**What to produce**
Work out how many lines below contain "Centered", then write only that number.

Items from a dataset
────

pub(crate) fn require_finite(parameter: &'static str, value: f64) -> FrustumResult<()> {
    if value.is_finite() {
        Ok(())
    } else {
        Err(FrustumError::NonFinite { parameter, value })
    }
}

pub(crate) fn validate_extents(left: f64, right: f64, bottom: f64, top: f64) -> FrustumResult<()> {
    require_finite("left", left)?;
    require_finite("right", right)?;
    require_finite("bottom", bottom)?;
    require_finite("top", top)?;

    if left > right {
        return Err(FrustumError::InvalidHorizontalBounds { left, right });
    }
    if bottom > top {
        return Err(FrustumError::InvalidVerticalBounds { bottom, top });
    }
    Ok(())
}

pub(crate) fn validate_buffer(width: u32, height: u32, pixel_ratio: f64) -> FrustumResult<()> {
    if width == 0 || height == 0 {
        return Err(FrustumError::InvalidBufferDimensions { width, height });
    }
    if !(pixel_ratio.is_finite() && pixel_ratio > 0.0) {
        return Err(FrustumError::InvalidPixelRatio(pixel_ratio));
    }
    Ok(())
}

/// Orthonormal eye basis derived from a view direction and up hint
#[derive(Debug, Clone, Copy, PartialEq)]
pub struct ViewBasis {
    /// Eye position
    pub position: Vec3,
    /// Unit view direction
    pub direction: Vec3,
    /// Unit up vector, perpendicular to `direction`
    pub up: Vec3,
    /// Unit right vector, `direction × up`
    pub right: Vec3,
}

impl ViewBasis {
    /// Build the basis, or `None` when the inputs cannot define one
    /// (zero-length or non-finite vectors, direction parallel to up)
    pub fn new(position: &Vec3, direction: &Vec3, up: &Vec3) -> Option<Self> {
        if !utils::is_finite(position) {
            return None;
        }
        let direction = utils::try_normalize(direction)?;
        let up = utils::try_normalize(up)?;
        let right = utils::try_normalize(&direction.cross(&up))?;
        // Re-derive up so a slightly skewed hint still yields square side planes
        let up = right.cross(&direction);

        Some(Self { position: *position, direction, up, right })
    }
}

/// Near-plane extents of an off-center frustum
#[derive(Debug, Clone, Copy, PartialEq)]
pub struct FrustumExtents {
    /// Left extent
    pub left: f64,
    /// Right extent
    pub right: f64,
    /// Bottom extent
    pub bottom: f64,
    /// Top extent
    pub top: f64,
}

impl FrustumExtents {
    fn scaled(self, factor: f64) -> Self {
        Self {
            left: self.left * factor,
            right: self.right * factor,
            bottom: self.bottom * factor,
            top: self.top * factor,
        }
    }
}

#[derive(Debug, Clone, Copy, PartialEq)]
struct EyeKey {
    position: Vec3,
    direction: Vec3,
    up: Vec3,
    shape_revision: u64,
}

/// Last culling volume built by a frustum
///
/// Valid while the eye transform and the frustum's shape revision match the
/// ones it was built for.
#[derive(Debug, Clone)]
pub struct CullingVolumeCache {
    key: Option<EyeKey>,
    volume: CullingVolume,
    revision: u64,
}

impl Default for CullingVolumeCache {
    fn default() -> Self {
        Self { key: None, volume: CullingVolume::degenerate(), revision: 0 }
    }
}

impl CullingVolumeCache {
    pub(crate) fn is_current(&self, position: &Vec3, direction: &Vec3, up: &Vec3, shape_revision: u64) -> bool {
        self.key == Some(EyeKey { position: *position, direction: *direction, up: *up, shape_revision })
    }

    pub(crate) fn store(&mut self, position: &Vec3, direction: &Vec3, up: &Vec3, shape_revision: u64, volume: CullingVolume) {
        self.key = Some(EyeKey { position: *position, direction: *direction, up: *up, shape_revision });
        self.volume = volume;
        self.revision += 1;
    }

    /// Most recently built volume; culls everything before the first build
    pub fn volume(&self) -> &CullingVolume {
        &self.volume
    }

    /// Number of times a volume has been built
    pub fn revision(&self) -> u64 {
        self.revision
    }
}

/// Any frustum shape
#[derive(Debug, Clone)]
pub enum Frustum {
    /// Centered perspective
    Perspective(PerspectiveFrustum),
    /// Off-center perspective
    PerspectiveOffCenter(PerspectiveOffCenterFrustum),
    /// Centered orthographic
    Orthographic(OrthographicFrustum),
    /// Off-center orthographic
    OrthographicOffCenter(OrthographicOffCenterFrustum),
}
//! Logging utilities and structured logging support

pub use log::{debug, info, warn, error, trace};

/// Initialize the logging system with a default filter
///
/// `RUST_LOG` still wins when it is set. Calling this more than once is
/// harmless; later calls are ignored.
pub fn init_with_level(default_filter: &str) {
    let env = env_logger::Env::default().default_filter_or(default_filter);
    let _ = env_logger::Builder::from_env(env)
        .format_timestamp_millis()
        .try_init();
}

────

**Exercise output**
2